• _What the task asks_:
Give back all the data exactly, line by line.

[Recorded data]

------------------------------------------------------------

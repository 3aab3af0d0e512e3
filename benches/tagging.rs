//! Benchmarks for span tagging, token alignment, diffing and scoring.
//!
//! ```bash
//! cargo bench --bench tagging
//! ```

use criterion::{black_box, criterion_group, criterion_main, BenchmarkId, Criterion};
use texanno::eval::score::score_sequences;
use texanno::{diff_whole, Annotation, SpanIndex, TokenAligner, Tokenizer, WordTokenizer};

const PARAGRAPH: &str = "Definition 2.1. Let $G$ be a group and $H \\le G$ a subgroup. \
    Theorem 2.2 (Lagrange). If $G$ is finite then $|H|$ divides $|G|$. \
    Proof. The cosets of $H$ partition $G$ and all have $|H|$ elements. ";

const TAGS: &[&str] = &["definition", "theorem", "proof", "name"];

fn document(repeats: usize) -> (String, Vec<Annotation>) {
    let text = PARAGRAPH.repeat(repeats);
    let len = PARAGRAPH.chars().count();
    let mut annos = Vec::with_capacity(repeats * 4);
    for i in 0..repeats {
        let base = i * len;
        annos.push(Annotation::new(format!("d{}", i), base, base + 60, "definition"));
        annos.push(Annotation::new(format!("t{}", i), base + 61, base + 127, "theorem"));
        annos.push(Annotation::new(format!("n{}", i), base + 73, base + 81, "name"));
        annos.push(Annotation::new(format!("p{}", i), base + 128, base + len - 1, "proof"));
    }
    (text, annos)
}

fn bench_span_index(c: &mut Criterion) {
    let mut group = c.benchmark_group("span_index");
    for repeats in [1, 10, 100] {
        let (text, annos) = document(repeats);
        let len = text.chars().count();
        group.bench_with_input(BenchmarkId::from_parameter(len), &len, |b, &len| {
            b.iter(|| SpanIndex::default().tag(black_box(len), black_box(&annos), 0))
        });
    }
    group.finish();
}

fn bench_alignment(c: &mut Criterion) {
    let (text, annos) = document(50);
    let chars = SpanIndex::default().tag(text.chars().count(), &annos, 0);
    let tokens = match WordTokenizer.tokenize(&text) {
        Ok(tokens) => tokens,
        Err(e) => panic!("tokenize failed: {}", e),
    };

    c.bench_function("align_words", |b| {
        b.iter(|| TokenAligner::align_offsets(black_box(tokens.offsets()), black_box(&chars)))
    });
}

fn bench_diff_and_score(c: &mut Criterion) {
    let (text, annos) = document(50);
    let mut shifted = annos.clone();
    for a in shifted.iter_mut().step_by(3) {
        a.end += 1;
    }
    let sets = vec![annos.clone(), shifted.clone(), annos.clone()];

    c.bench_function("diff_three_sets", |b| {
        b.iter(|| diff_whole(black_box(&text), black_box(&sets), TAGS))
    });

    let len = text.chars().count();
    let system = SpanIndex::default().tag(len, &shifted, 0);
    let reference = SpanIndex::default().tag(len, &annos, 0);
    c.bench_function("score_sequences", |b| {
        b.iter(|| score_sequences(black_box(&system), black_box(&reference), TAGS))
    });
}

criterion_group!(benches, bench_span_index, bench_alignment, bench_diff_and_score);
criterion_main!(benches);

------------------------------------------------------------

• _Response area_:
repository 3aab3af0d0e512e3
filename benches/tagging.rs
//! Benchmarks for span tagging, token alignment, diffing and scoring.
//!
//! ```bash
//! cargo bench --bench tagging
//! ```

use criterion::{black_box, criterion_group, criterion_main, BenchmarkId, Criterion};
use texanno::eval::score::score_sequences;
use texanno::{diff_whole, Annotation, SpanIndex, TokenAligner, Tokenizer, WordTokenizer};

const PARAGRAPH: &str = "Definition 2.1. Let $G$ be a group and $H \\le G$ a subgroup. \
    Theorem 2.2 (Lagrange). If $G$ is finite then $|H|$ divides $|G|$. \
    Proof. The cosets of $H$ partition $G$ and all have $|H|$ elements. ";

const TAGS: &[&str] = &["definition", "theorem", "proof", "name"];

fn document(repeats: usize) -> (String, Vec<Annotation>) {
    let text = PARAGRAPH.repeat(repeats);
    let len = PARAGRAPH.chars().count();
    let mut annos = Vec::with_capacity(repeats * 4);
    for i in 0..repeats {
        let base = i * len;
        annos.push(Annotation::new(format!("d{}", i), base, base + 60, "definition"));
        annos.push(Annotation::new(format!("t{}", i), base + 61, base + 127, "theorem"));
        annos.push(Annotation::new(format!("n{}", i), base + 73, base + 81, "name"));
        annos.push(Annotation::new(format!("p{}", i), base + 128, base + len - 1, "proof"));
    }
    (text, annos)
}

fn bench_span_index(c: &mut Criterion) {
    let mut group = c.benchmark_group("span_index");
    for repeats in [1, 10, 100] {
        let (text, annos) = document(repeats);
        let len = text.chars().count();
        group.bench_with_input(BenchmarkId::from_parameter(len), &len, |b, &len| {
            b.iter(|| SpanIndex::default().tag(black_box(len), black_box(&annos), 0))
        });
    }
    group.finish();
}

fn bench_alignment(c: &mut Criterion) {
    let (text, annos) = document(50);
    let chars = SpanIndex::default().tag(text.chars().count(), &annos, 0);
    let tokens = match WordTokenizer.tokenize(&text) {
        Ok(tokens) => tokens,
        Err(e) => panic!("tokenize failed: {}", e),
    };

    c.bench_function("align_words", |b| {
        b.iter(|| TokenAligner::align_offsets(black_box(tokens.offsets()), black_box(&chars)))
    });
}

fn bench_diff_and_score(c: &mut Criterion) {
    let (text, annos) = document(50);
    let mut shifted = annos.clone();
    for a in shifted.iter_mut().step_by(3) {
        a.end += 1;
    }
    let sets = vec![annos.clone(), shifted.clone(), annos.clone()];

    c.bench_function("diff_three_sets", |b| {
        b.iter(|| diff_whole(black_box(&text), black_box(&sets), TAGS))
    });

    let len = text.chars().count();
    let system = SpanIndex::default().tag(len, &shifted, 0);
    let reference = SpanIndex::default().tag(len, &annos, 0);
    c.bench_function("score_sequences", |b| {
        b.iter(|| score_sequences(black_box(&system), black_box(&reference), TAGS))
    });
}

criterion_group!(benches, bench_span_index, bench_alignment, bench_diff_and_score);
criterion_main!(benches);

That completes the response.